Islanders can help celebrate the revival of local sustainable farming in the Northwest and the beginning of the new growing season.

Local farmers will bring some of their earliest spring greens for a mini-market that evening in anticipation of the opening of the Tilth Farmers Market on Saturday, May 3.

With the advent of the impossible-to-ignore issues of global warming, rising energy prices and tainted beef and spinach from the industrial food system, “Good Food” takes a hopeful look at what is already happening to bring consumers healthy, sustainably-raised food.

The film features growers of organic fruits, vegetables and grass fed meats.

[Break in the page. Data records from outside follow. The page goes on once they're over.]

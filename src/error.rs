//! Error types shared across the crate.

use thiserror::Error;

/// A configuration problem detected before any network activity.
#[derive(Debug, Error)]
pub enum ConfigError {
    #[error("server '{server}' uses {kind} authentication but no {missing} is configured")]
    MissingSecret {
        server: String,
        kind: &'static str,
        missing: &'static str,
    },

    #[error("unknown server: {0}")]
    UnknownServer(String),

    #[error("invalid setting `{field}`: {reason}")]
    Invalid { field: &'static str, reason: String },
}

/// Failures inside the SSH transport. These never cross the transport
/// boundary as errors; they are folded into `CommandResult`/`TransferResult`.
#[derive(Debug, Error)]
pub enum TransportError {
    #[error(transparent)]
    Config(#[from] ConfigError),

    #[error("connection to {addr} failed: {source}")]
    Connect {
        addr: String,
        #[source]
        source: std::io::Error,
    },

    #[error("SSH handshake with {addr} failed: {source}")]
    Handshake {
        addr: String,
        #[source]
        source: ssh2::Error,
    },

    #[error("authentication failed for {user}@{addr}: {reason}")]
    Auth {
        user: String,
        addr: String,
        reason: String,
    },

    #[error("SSH error: {0}")]
    Ssh(#[from] ssh2::Error),

    #[error("I/O error: {0}")]
    Io(#[from] std::io::Error),

    #[error("command timed out after {0}s")]
    Timeout(u64),

    #[error("timed out after {0}s waiting for an SSH session")]
    SessionTimeout(u64),

    #[error("operation cancelled")]
    Cancelled,

    #[error("background task failed: {0}")]
    Join(String),
}

impl TransportError {
    /// Errors that are worth a reconnect attempt.
    pub fn is_transient(&self) -> bool {
        matches!(self, Self::Connect { .. } | Self::Handshake { .. })
    }
}

/// Outcome of a job handler that did not complete normally.
#[derive(Debug, Error)]
pub enum JobError {
    #[error("job was cancelled")]
    Cancelled,

    #[error(transparent)]
    Failed(#[from] anyhow::Error),
}

impl JobError {
    pub fn failed(message: impl std::fmt::Display) -> Self {
        Self::Failed(anyhow::anyhow!("{}", message))
    }
}

/// Errors returned by `JobQueue::enqueue`.
#[derive(Debug, Error)]
pub enum QueueError {
    #[error("job queue is shutting down")]
    ShuttingDown,

    #[error("no handler registered for job kind {0}")]
    NoHandler(crate::core::JobKind),
}

#[cfg(test)]
mod tests {
    use super::*;

    #[test]
    fn transient_errors_are_connect_and_handshake_only() {
        let connect = TransportError::Connect {
            addr: "h:22".into(),
            source: std::io::Error::new(std::io::ErrorKind::ConnectionRefused, "refused"),
        };
        assert!(connect.is_transient());

        let auth = TransportError::Auth {
            user: "u".into(),
            addr: "h:22".into(),
            reason: "denied".into(),
        };
        assert!(!auth.is_transient());
        assert!(!TransportError::Timeout(5).is_transient());
    }

    #[test]
    fn missing_secret_message_names_server_and_material() {
        let err = ConfigError::MissingSecret {
            server: "prod".into(),
            kind: "password",
            missing: "password",
        };
        let msg = err.to_string();
        assert!(msg.contains("prod"));
        assert!(msg.contains("no password"));
    }
}
mod common;

use std::sync::Arc;
use std::time::Duration;

use common::{FakeTransport, ok, server};
use litesentry::config::AppConfig;
use litesentry::context::AppContext;
use litesentry::db::MemoryJobStore;
use litesentry::rpc::{MethodHandler, Request, Response};
use serde_json::{Value, json};
use tokio::time::timeout;

fn handler() -> MethodHandler {
    let mut gone = server("gone");
    gone.host = "unreachable.example.com".into();
    let config = AppConfig {
        servers: vec![server("db1"), gone],
        ..AppConfig::default()
    };
    let fake = Arc::new(FakeTransport::new());
    fake.on("find ", ok("/srv/a.db\n")).on("stat -c", ok("ERROR\n"));
    MethodHandler::new(AppContext::with_transport(
        config,
        Arc::new(MemoryJobStore::new()),
        fake,
    ))
}

async fn call(handler: &MethodHandler, method: &str, params: Value) -> Response {
    handler
        .handle(Request {
            jsonrpc: "2.0".into(),
            method: method.into(),
            params: (!params.is_null()).then_some(params),
            id: Some(json!(1)),
        })
        .await
}

fn result(response: Response) -> Value {
    assert!(response.error.is_none(), "{:?}", response.error);
    response.result.unwrap()
}

#[tokio::test]
async fn enqueued_job_can_be_fetched_and_listed() {
    let handler = handler();

    let reply = result(
        call(
            &handler,
            "jobs.enqueue",
            json!({ "kind": "discovery", "payload": { "server": "db1" } }),
        )
        .await,
    );
    let id = reply["id"].as_str().unwrap().to_string();

    let job = timeout(Duration::from_secs(5), async {
        loop {
            let job = result(call(&handler, "jobs.get", json!({ "id": id })).await);
            if job["status"] == "Completed" {
                return job;
            }
            tokio::time::sleep(Duration::from_millis(10)).await;
        }
    })
    .await
    .unwrap();
    assert_eq!(job["name"], "discovery db1");
    assert_eq!(job["progress"], 100);

    let listed = result(call(&handler, "jobs.list", json!({ "status": "Completed" })).await);
    assert_eq!(listed.as_array().unwrap().len(), 1);
    let running = result(call(&handler, "jobs.list", json!({ "status": "Running" })).await);
    assert!(running.as_array().unwrap().is_empty());
}

#[tokio::test]
async fn unknown_job_is_not_found() {
    let handler = handler();

    let response = call(&handler, "jobs.get", json!({ "id": "missing" })).await;
    assert_eq!(response.error.unwrap().code, -32000);

    let cancel = result(call(&handler, "jobs.cancel", json!({ "id": "missing" })).await);
    assert_eq!(cancel["cancelled"], false);
}

#[tokio::test]
async fn bad_params_are_rejected() {
    let handler = handler();

    let response = call(&handler, "jobs.enqueue", json!({ "kind": "teleport" })).await;
    assert_eq!(response.error.unwrap().code, -32602);

    let response = call(&handler, "jobs.list", json!({ "status": "sleeping" })).await;
    assert_eq!(response.error.unwrap().code, -32602);

    let response = call(&handler, "jobs.explode", Value::Null).await;
    assert_eq!(response.error.unwrap().code, -32601);
}

#[tokio::test]
async fn server_list_omits_credentials() {
    let handler = handler();

    let servers = result(call(&handler, "servers.list", Value::Null).await);
    let text = servers.to_string();
    assert!(text.contains("db1.example.com"));
    assert!(!text.contains("hunter2"));
    assert_eq!(servers[0]["name"], "db1");
}

#[tokio::test]
async fn server_test_reports_reachability() {
    let handler = handler();

    let up = result(call(&handler, "servers.test", json!({ "server": "db1" })).await);
    assert_eq!(up["reachable"], true);

    let down = result(call(&handler, "servers.test", json!({ "server": "gone" })).await);
    assert_eq!(down["reachable"], false);

    let unknown = call(&handler, "servers.test", json!({ "server": "nope" })).await;
    assert_eq!(unknown.error.unwrap().code, -32000);
}

#[tokio::test]
async fn status_reports_queue_shape() {
    let handler = handler();

    let status = result(call(&handler, "daemon.status", Value::Null).await);
    assert_eq!(status["servers"], 2);
    assert_eq!(status["queue"]["workers"], 4);
    assert_eq!(status["queue"]["shutting_down"], false);
}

It includes a look at some of the stores, restaurants and other businesses that are making a point to buy sustainably grown products, as well as the increasingly popular farmers markets across the state.

The filmmakers screened excerpts of “Good Food” to a packed room at the Seattle Green Festival last week.

“It felt like the prelude to the Seattle International Film Festival premiere,” Young said.

“I chalk up the attendance to the growing interest in knowing where our food comes from and wanting fresher, more sustainably-raised food.”

Young said a lively discussion followed the screening and included farmers, green business owners and consumers who were all there to offer advice and some critiques of the current industrial food system, she said.

Young said people really wanted to know how to get the very freshest food. Besides shopping at local farmers markets, the talk segued to other ideas about shopping locally and engaging in community supported agriculture, where a family contracts with a particular farm to provide them a box of fresh food each week of the growing season.

As the folks from local organizations like Transition Whidbey and Farm2Table can confirm, CSAs are becoming prolific on Whidbey Island.

“What we set out to do with the film is to look at the growing sustainable food system in our region, and to encourage people to participate,” Young said. “The enthusiastic response on Sunday was a taste of our being able to fulfill that purpose.”

The film explores the practices of farmers in the Methow Valley where folks like Brooke and Sam Lucy of Bluebird Grain Farms are producing organic wheat for local and national distribution.

Country Natural Beef founders Doc and Connie Hatfield are filmed discussing how their grazing techniques actually improve the high desert environment. And farmer Hilario Alvarez of Sunnyside shows off his profusion of peppers that brighten up farmers markets all over the state.

These and other stories take the viewer right onto the farms where ingenious, hard-working producers are helping create a more sustainable food system, Young said.

The filmmakers have found a bounty of support for the project including Moving Images, South Whidbey Tilth and the Mukilteo Coffee Company.

Another sponsor is local activist and the Slow Food Convivium of Whidbey Island founder Michael Hearl.

Hearl will be on hand to speak to the slow food movement, the ethos of eating seasonally and locally while also providing a taste of local food.

During the show at the Mukilteo Coffee Company, the cafe will also offer soup, sandwiches, beer, wine and coffee for purchase at the event. The suggested minimum donation is $10, with contributions going to the non-profit Moving Images to help pay for music rights incurred while creating “Good Food.”

Some of the music in the film features local musicians Jack Knauer, Fredde Butterworth and Tom Hoeflich.

After its premiere at the Seattle International Film Festival, “Good Food” will be shown at venues throughout Washington and Oregon in collaboration with sustainable food and farming organizations.

The producers anticipate that the film will be broadcast on public television, like many of their previous productions.

Screened in succession with excerpts from “Good Food” will be the sequel “Argentina Turning Around,” Young and Dworkin’s recently released followup to their award winning “Argentina-Hope in Hard Times.”

A short version of “Argentina Turning Around” has been selected as one of 12 films slated for the highly competitive national Media That Matters 2008 film festival with a New York premiere of which Young and Dworkin will attend in late May.

A YES magazine review of that film and a preview are online at http://www.yesmagazine.org/article.asp?id=2317.

Patricia Duff can be reached at 221-5300 or pduff@southwhidbeyrecord.com.‘Good Food’ screening

When: 7 p.m. Thursday, April 24.

Where: Mukilteo Coffee Company at

5331 Crawford Road in Langley.

Info: $10 suggested minimum donation to cover production costs.